··· Data for this exercise ···

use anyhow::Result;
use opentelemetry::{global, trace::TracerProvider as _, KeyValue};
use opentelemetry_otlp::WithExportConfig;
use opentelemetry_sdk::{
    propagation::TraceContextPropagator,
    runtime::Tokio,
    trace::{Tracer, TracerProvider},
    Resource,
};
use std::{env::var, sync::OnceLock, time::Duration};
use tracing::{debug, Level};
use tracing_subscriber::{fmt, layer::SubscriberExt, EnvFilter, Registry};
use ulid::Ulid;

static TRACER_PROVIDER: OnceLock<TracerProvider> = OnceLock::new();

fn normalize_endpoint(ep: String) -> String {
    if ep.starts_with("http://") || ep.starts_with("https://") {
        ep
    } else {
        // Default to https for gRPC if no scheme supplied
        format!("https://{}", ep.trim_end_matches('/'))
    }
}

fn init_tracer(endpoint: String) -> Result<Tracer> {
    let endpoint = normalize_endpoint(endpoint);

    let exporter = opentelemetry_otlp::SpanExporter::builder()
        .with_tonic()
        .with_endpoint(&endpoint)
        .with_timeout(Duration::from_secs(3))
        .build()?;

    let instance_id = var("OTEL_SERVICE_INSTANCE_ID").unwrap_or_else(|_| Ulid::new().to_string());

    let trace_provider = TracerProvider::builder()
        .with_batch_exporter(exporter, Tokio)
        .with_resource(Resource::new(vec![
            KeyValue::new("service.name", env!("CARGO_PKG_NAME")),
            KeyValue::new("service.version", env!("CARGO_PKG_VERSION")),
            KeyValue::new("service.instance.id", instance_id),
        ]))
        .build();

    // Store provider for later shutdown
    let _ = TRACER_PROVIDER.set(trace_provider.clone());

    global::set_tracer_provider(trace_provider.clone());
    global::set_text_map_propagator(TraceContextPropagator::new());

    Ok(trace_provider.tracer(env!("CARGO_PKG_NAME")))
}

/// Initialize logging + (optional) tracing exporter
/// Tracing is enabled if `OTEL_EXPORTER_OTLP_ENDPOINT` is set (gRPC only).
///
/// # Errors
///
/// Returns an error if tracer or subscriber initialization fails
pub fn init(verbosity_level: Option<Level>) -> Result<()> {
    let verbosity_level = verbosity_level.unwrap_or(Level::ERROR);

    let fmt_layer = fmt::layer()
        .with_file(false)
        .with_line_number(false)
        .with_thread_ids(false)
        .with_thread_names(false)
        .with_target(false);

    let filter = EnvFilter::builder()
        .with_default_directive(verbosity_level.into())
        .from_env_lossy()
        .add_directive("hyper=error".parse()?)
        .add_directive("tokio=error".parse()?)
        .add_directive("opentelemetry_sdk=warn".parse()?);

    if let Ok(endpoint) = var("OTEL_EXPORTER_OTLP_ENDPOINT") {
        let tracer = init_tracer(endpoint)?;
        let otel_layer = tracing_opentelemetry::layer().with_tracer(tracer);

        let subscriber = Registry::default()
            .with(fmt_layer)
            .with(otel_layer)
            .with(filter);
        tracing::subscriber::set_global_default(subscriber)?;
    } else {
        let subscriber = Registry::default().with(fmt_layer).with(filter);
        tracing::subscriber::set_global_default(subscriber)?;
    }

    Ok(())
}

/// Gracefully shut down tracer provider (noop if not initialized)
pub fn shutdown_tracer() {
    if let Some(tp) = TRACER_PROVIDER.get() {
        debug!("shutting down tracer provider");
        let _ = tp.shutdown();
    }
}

···

■ **Exercise brief**:
Give all the lines above again, exactly.

■ **Result for this task**:
use anyhow::Result;
use opentelemetry::{global, trace::TracerProvider as _, KeyValue};
use opentelemetry_otlp::WithExportConfig;
use opentelemetry_sdk::{
    propagation::TraceContextPropagator,
    runtime::Tokio,
    trace::{Tracer, TracerProvider},
    Resource,
};
use std::{env::var, sync::OnceLock, time::Duration};
use tracing::{debug, Level};
use tracing_subscriber::{fmt, layer::SubscriberExt, EnvFilter, Registry};
use ulid::Ulid;

static TRACER_PROVIDER: OnceLock<TracerProvider> = OnceLock::new();

fn normalize_endpoint(ep: String) -> String {
    if ep.starts_with("http://") || ep.starts_with("https://") {
        ep
    } else {
        // Default to https for gRPC if no scheme supplied
        format!("https://{}", ep.trim_end_matches('/'))
    }
}

fn init_tracer(endpoint: String) -> Result<Tracer> {
    let endpoint = normalize_endpoint(endpoint);

    let exporter = opentelemetry_otlp::SpanExporter::builder()
        .with_tonic()
        .with_endpoint(&endpoint)
        .with_timeout(Duration::from_secs(3))
        .build()?;

    let instance_id = var("OTEL_SERVICE_INSTANCE_ID").unwrap_or_else(|_| Ulid::new().to_string());

    let trace_provider = TracerProvider::builder()
        .with_batch_exporter(exporter, Tokio)
        .with_resource(Resource::new(vec![
            KeyValue::new("service.name", env!("CARGO_PKG_NAME")),
            KeyValue::new("service.version", env!("CARGO_PKG_VERSION")),
            KeyValue::new("service.instance.id", instance_id),
        ]))
        .build();

    // Store provider for later shutdown
    let _ = TRACER_PROVIDER.set(trace_provider.clone());

    global::set_tracer_provider(trace_provider.clone());
    global::set_text_map_propagator(TraceContextPropagator::new());

    Ok(trace_provider.tracer(env!("CARGO_PKG_NAME")))
}

/// Initialize logging + (optional) tracing exporter
/// Tracing is enabled if `OTEL_EXPORTER_OTLP_ENDPOINT` is set (gRPC only).
///
/// # Errors
///
/// Returns an error if tracer or subscriber initialization fails
pub fn init(verbosity_level: Option<Level>) -> Result<()> {
    let verbosity_level = verbosity_level.unwrap_or(Level::ERROR);

    let fmt_layer = fmt::layer()
        .with_file(false)
        .with_line_number(false)
        .with_thread_ids(false)
        .with_thread_names(false)
        .with_target(false);

    let filter = EnvFilter::builder()
        .with_default_directive(verbosity_level.into())
        .from_env_lossy()
        .add_directive("hyper=error".parse()?)
        .add_directive("tokio=error".parse()?)
        .add_directive("opentelemetry_sdk=warn".parse()?);

    if let Ok(endpoint) = var("OTEL_EXPORTER_OTLP_ENDPOINT") {
        let tracer = init_tracer(endpoint)?;
        let otel_layer = tracing_opentelemetry::layer().with_tracer(tracer);

        let subscriber = Registry::default()
            .with(fmt_layer)
            .with(otel_layer)
            .with(filter);
        tracing::subscriber::set_global_default(subscriber)?;
    } else {
        let subscriber = Registry::default().with(fmt_layer).with(filter);
        tracing::subscriber::set_global_default(subscriber)?;
    }

    Ok(())
}

/// Gracefully shut down tracer provider (noop if not initialized)
pub fn shutdown_tracer() {
    if let Some(tp) = TRACER_PROVIDER.get() {
        debug!("shutting down tracer provider");
        let _ = tp.shutdown();
    }
}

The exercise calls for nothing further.